(Collected data entries)
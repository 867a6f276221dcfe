use crate::chain::ChainHandler;
pub use crate::chain::ChainOutcome;
use crate::config::{PipelineConfig, PipelineMode};
use crate::draw::Painter;
use crate::engine::DetectionEngine;
use crate::error::{PipelineError, Result};
use crate::frame::PixelLayout;
use crate::labels::Labels;
use crate::ring::FrameRing;
use crate::single::SingleSlot;
use crate::worker::{DetectionWorker, WorkerHandle};
use bbox::Detection;
use log::info;
use std::sync::atomic::{AtomicBool, AtomicU64, Ordering};
use std::sync::Arc;
use std::time::Duration;

/// How frames are handed between the two threads.
pub(crate) enum Exchange {
    Ring(FrameRing),
    Single(SingleSlot),
}

/// State both threads touch.
pub(crate) struct Shared {
    pub(crate) exchange: Exchange,
    /// Set by the worker when it gave up under the pass-through policy.
    pub(crate) passthrough: AtomicBool,
    cycles: AtomicU64,
    last_cycle_nanos: AtomicU64,
}

impl Shared {
    pub(crate) fn new(
        config: &PipelineConfig,
        width: usize,
        height: usize,
        (net_w, net_h): (usize, usize),
    ) -> Self {
        let exchange = match config.mode {
            PipelineMode::Ring => {
                Exchange::Ring(FrameRing::new(config.frames, width, height, net_w, net_h))
            }
            PipelineMode::Single => Exchange::Single(SingleSlot::new(width, height)),
        };
        Shared {
            exchange,
            passthrough: AtomicBool::new(false),
            cycles: AtomicU64::new(0),
            last_cycle_nanos: AtomicU64::new(0),
        }
    }

    pub(crate) fn record_cycle(&self, elapsed: Duration) {
        self.last_cycle_nanos
            .store(elapsed.as_nanos() as u64, Ordering::Relaxed);
        self.cycles.fetch_add(1, Ordering::Relaxed);
    }
}

/// One element instance's detection pipeline, built once the frame size is
/// known and torn down at stream stop.
pub struct Pipeline {
    config: PipelineConfig,
    width: usize,
    height: usize,
    shared: Arc<Shared>,
    chain: ChainHandler,
    worker: Option<DetectionWorker>,
    handle: Option<WorkerHandle>,
}

impl Pipeline {
    pub fn new(
        config: PipelineConfig,
        mut labels: Labels,
        painter: Painter,
        width: usize,
        height: usize,
        engine: Box<dyn DetectionEngine>,
    ) -> Result<Self> {
        config.validate()?;
        if width == 0 || height == 0 {
            return Err(PipelineError::InvalidConfig(format!(
                "cannot process {}x{} frames",
                width, height
            )));
        }
        labels.fit_to(engine.class_count())?;

        let labels = Arc::new(labels);
        let painter = Arc::new(painter);
        let shared = Arc::new(Shared::new(&config, width, height, engine.input_size()));
        let chain = ChainHandler::new(&config, labels.clone(), painter.clone(), width, height);

        info!(
            "{:?} pipeline for {}x{} frames, network input {:?}, {} classes, {} slots",
            config.mode,
            width,
            height,
            engine.input_size(),
            engine.class_count(),
            config.slot_count()
        );

        let worker = DetectionWorker::new(
            engine,
            config.clone(),
            shared.clone(),
            labels,
            painter,
            width,
            height,
        );

        Ok(Pipeline {
            config,
            width,
            height,
            shared,
            chain,
            worker: Some(worker),
            handle: None,
        })
    }

    pub fn config(&self) -> &PipelineConfig {
        &self.config
    }

    pub fn dimensions(&self) -> (usize, usize) {
        (self.width, self.height)
    }

    /// Frame size is fixed for the lifetime of the pipeline.
    pub fn check_dimensions(&self, width: usize, height: usize) -> Result<()> {
        if (width, height) != (self.width, self.height) {
            return Err(PipelineError::ResolutionChange {
                from: (self.width, self.height),
                to: (width, height),
            });
        }
        Ok(())
    }

    /// Start the detection thread.
    pub fn start(&mut self) -> Result<()> {
        if let Some(worker) = self.worker.take() {
            self.handle = Some(worker.spawn()?);
        }
        Ok(())
    }

    /// Take the worker to drive it by hand instead of starting the thread.
    pub fn take_worker(&mut self) -> Option<DetectionWorker> {
        self.worker.take()
    }

    pub fn chain(&mut self, pixels: &mut [u8], layout: PixelLayout, stride: usize) -> Result<ChainOutcome> {
        self.chain.handle(&self.shared, pixels, layout, stride)
    }

    /// Stop and join the detection thread.
    pub fn stop(&mut self) {
        if let Some(mut handle) = self.handle.take() {
            handle.stop();
            info!("detection stopped after {} cycles", self.cycles());
        }
    }

    pub fn is_running(&self) -> bool {
        self.handle.as_ref().map_or(false, |h| h.is_running())
    }

    pub fn is_passthrough(&self) -> bool {
        self.shared.passthrough.load(Ordering::Acquire)
    }

    pub fn cycles(&self) -> u64 {
        self.shared.cycles.load(Ordering::Relaxed)
    }

    /// Rate implied by the duration of the last detection cycle.
    pub fn detection_fps(&self) -> f64 {
        match self.shared.last_cycle_nanos.load(Ordering::Relaxed) {
            0 => 0.,
            nanos => 1e9 / nanos as f64,
        }
    }

    /// Detections behind the overlay currently served.
    pub fn latest_detections(&self) -> Vec<Detection> {
        match &self.shared.exchange {
            Exchange::Ring(ring) => ring.latest_detections().unwrap_or_default(),
            Exchange::Single(single) => single.lock().detections.clone(),
        }
    }
}

#[cfg(test)]
mod tests {
    use super::*;
    use crate::engine::testing::{row, ScriptedEngine};
    use crate::worker::CycleOutcome;
    use std::time::Instant;

    const WIDTH: usize = 64;
    const HEIGHT: usize = 48;
    const GRAY: u8 = 100;

    fn config(mode: PipelineMode) -> PipelineConfig {
        PipelineConfig {
            mode,
            throttle: 1,
            ..Default::default()
        }
    }

    fn new_pipeline(config: PipelineConfig, engine: ScriptedEngine) -> Pipeline {
        Pipeline::new(
            config,
            Labels::new(vec!["person".into()]),
            Painter::new(),
            WIDTH,
            HEIGHT,
            Box::new(engine),
        )
        .unwrap()
    }

    fn buffer() -> (Vec<u8>, usize) {
        let stride = PixelLayout::Bgr.default_stride(WIDTH);
        (vec![GRAY; stride * HEIGHT], stride)
    }

    fn bgr_at(pixels: &[u8], stride: usize, x: usize, y: usize) -> [u8; 3] {
        let p = &pixels[y * stride + x * 3..];
        [p[0], p[1], p[2]]
    }

    const MAGENTA: [u8; 3] = [255, 0, 255];

    fn init_logging() {
        let _ = env_logger::builder().is_test(true).try_init();
    }

    #[test]
    fn test_ring_smooths_detections() {
        init_logging();
        let confidence = [0.9, 0.9, 0.9, 0.6, 0.6];
        let mut engine = ScriptedEngine::new((32, 32), 1, row(0.5, 0.5, 0.2, 0.2, 0.));
        for c in confidence.iter() {
            engine = engine.then(Ok(row(0.5, 0.5, 0.2, 0.2, *c)));
        }
        let inputs = engine.inputs_seen.clone();
        let mut pipeline = new_pipeline(config(PipelineMode::Ring), engine);
        let mut worker = pipeline.take_worker().unwrap();

        let expected_means = [0.3, 0.6, 0.9, 0.8, 0.7];
        let mut outputs = vec![];
        for mean in expected_means.iter() {
            let (mut pixels, stride) = buffer();
            let outcome = pipeline.chain(&mut pixels, PixelLayout::Bgr, stride).unwrap();
            outputs.push((outcome, pixels));

            assert!(matches!(worker.step(), Some(CycleOutcome::Published { .. })));
            let detections = pipeline.latest_detections();
            if *mean > 0.5 {
                assert_eq!(detections.len(), 1);
                assert!((detections[0].prob[0] - mean).abs() < 1e-5);
                let b = detections[0].bbox;
                assert!((b.x - 0.5).abs() < 1e-5 && (b.y - 0.5).abs() < 1e-5);
                assert!((b.width - 0.2).abs() < 1e-5);
                assert!((b.height - 0.2 * 32. / 24.).abs() < 1e-5);
            } else {
                assert!(detections.is_empty());
            }
        }
        assert_eq!(worker.step(), Some(CycleOutcome::Idle));
        assert_eq!(inputs.lock().unwrap().len(), 5);
        assert_eq!(pipeline.cycles(), 5);

        // nothing published before the first buffer
        assert_eq!(outputs[0].0, ChainOutcome::Passthrough);
        assert!(outputs[0].1.iter().all(|p| *p == GRAY));
        // first cycle is below threshold: plain frame
        assert_eq!(outputs[1].0, ChainOutcome::Annotated { slot: 0 });
        assert!(outputs[1].1.iter().all(|p| *p == GRAY));

        // box (25, 17) - (38, 30) from the second cycle onward
        let stride = PixelLayout::Bgr.default_stride(WIDTH);
        for (i, (outcome, pixels)) in outputs.iter().enumerate().skip(2) {
            assert_eq!(*outcome, ChainOutcome::Annotated { slot: (i - 1) % 3 });
            assert_eq!(bgr_at(pixels, stride, 25, 24), MAGENTA);
            assert_eq!(bgr_at(pixels, stride, 38, 24), MAGENTA);
            assert_eq!(bgr_at(pixels, stride, 30, 17), MAGENTA);
            assert_eq!(bgr_at(pixels, stride, 30, 30), MAGENTA);
            assert_eq!(bgr_at(pixels, stride, 30, 24), [GRAY; 3]);
            assert_eq!(bgr_at(pixels, stride, 24, 24), [GRAY; 3]);
        }
    }

    #[test]
    fn test_fading_box_keeps_its_position() {
        let mut engine = ScriptedEngine::new((32, 32), 1, row(0., 0., 0., 0., 0.));
        for _ in 0..3 {
            engine = engine.then(Ok(row(0.6, 0.5, 0.2, 0.2, 0.9)));
        }
        let mut pipeline = new_pipeline(config(PipelineMode::Ring), engine);
        let mut worker = pipeline.take_worker().unwrap();

        // the object is gone from the fourth cycle on
        let expected_means = [0.3, 0.6, 0.9, 0.6, 0.3];
        for mean in expected_means.iter() {
            let (mut pixels, stride) = buffer();
            pipeline.chain(&mut pixels, PixelLayout::Bgr, stride).unwrap();
            assert!(matches!(worker.step(), Some(CycleOutcome::Published { .. })));

            let detections = pipeline.latest_detections();
            if *mean > 0.5 {
                assert_eq!(detections.len(), 1);
                assert!((detections[0].prob[0] - mean).abs() < 1e-5);
                let b = detections[0].bbox;
                assert!((b.x - 0.6).abs() < 1e-5, "x = {}", b.x);
                assert!((b.y - 0.5).abs() < 1e-5, "y = {}", b.y);
                assert!((b.width - 0.2).abs() < 1e-5);
            } else {
                assert!(detections.is_empty());
            }
        }
    }

    #[test]
    fn test_network_input_is_letterboxed() {
        let engine = ScriptedEngine::new((32, 32), 1, row(0.5, 0.5, 0.2, 0.2, 0.));
        let inputs = engine.inputs_seen.clone();
        let mut pipeline = new_pipeline(config(PipelineMode::Ring), engine);
        let mut worker = pipeline.take_worker().unwrap();
        let (mut pixels, stride) = buffer();

        pipeline.chain(&mut pixels, PixelLayout::Bgr, stride).unwrap();
        worker.step();

        let inputs = inputs.lock().unwrap();
        assert_eq!(inputs[0].dimensions(), (32, 32));
        assert_eq!(inputs[0].pixel(16, 0, 0), crate::frame::LETTERBOX_FILL);
        assert!((inputs[0].pixel(16, 16, 0) - GRAY as f32 / 255.).abs() < 1e-5);
    }

    #[test]
    fn test_threaded_worker_serves_complete_annotations() {
        init_logging();
        let engine = ScriptedEngine::new((32, 32), 1, row(0.5, 0.5, 0.2, 0.2, 0.9));
        let mut pipeline = new_pipeline(config(PipelineMode::Ring), engine);
        pipeline.start().unwrap();
        assert!(pipeline.is_running());

        let stride = PixelLayout::Bgr.default_stride(WIDTH);
        let edges = [(25, 24), (38, 24), (30, 17), (30, 30)];
        let deadline = Instant::now() + Duration::from_secs(10);
        while pipeline.cycles() < 3 && Instant::now() < deadline {
            let (mut pixels, _) = buffer();
            if let ChainOutcome::Annotated { slot } =
                pipeline.chain(&mut pixels, PixelLayout::Bgr, stride).unwrap()
            {
                assert!(slot < 3);
                let drawn = edges
                    .iter()
                    .filter(|(x, y)| bgr_at(&pixels, stride, *x, *y) == MAGENTA)
                    .count();
                assert!(drawn == 0 || drawn == edges.len(), "partial overlay");
            }
            std::thread::sleep(Duration::from_millis(1));
        }
        assert!(pipeline.cycles() >= 3);

        pipeline.stop();
        assert!(!pipeline.is_running());
        assert!(pipeline.detection_fps() > 0.);

        let (mut pixels, _) = buffer();
        assert!(matches!(
            pipeline.chain(&mut pixels, PixelLayout::Bgr, stride).unwrap(),
            ChainOutcome::Annotated { .. }
        ));
        assert_eq!(bgr_at(&pixels, stride, 25, 24), MAGENTA);
    }

    #[test]
    fn test_single_slot_draws_live_stats() {
        let engine = ScriptedEngine::new((32, 32), 1, row(0.5, 0.5, 0.2, 0.2, 0.9));
        let inputs = engine.inputs_seen.clone();
        let mut pipeline = new_pipeline(config(PipelineMode::Single), engine);
        let mut worker = pipeline.take_worker().unwrap();
        let stride = PixelLayout::Bgr.default_stride(WIDTH);

        let (mut pixels, _) = buffer();
        assert_eq!(
            pipeline.chain(&mut pixels, PixelLayout::Bgr, stride).unwrap(),
            ChainOutcome::Passthrough
        );
        assert!(matches!(worker.step(), Some(CycleOutcome::Published { detections: 1, .. })));
        // stretched, no letterbox padding
        assert!(inputs.lock().unwrap()[0]
            .data()
            .iter()
            .all(|v| (*v - GRAY as f32 / 255.).abs() < 1e-5));

        let (mut pixels, _) = buffer();
        assert_eq!(
            pipeline.chain(&mut pixels, PixelLayout::Bgr, stride).unwrap(),
            ChainOutcome::Annotated { slot: 0 }
        );
        // (25, 19) - (38, 28), two pixels wide
        assert_eq!(bgr_at(&pixels, stride, 25, 24), MAGENTA);
        assert_eq!(bgr_at(&pixels, stride, 26, 24), MAGENTA);
        assert_eq!(bgr_at(&pixels, stride, 27, 24), [GRAY; 3]);
        assert_eq!(bgr_at(&pixels, stride, 30, 28), MAGENTA);

        let detections = pipeline.latest_detections();
        assert_eq!(detections.len(), 1);
        assert!((detections[0].prob[0] - 0.9).abs() < 1e-6);
    }

    #[test]
    fn test_resolution_is_fixed() {
        let engine = ScriptedEngine::new((32, 32), 1, row(0.5, 0.5, 0.2, 0.2, 0.9));
        let pipeline = new_pipeline(config(PipelineMode::Ring), engine);

        assert!(pipeline.check_dimensions(WIDTH, HEIGHT).is_ok());
        assert!(matches!(
            pipeline.check_dimensions(32, 32),
            Err(PipelineError::ResolutionChange {
                from: (64, 48),
                to: (32, 32)
            })
        ));
    }

    #[test]
    fn test_labels_must_cover_classes() {
        let engine = ScriptedEngine::new((32, 32), 2, vec![0.; 7]);
        let result = Pipeline::new(
            config(PipelineMode::Ring),
            Labels::new(vec!["person".into()]),
            Painter::new(),
            WIDTH,
            HEIGHT,
            Box::new(engine),
        );
        assert!(matches!(result, Err(PipelineError::InvalidConfig(_))));
    }
}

## TASK DESCRIPTION
Up to and including the line with "use crate::single::SingleSlot;", repeat the data exactly, starting from its first line; nothing else belongs in the response.

## FINAL ANSWER
repository 867a6f276221dcfe
use crate::chain::ChainHandler;
pub use crate::chain::ChainOutcome;
use crate::config::{PipelineConfig, PipelineMode};
use crate::draw::Painter;
use crate::engine::DetectionEngine;
use crate::error::{PipelineError, Result};
use crate::frame::PixelLayout;
use crate::labels::Labels;
use crate::ring::FrameRing;
use crate::single::SingleSlot;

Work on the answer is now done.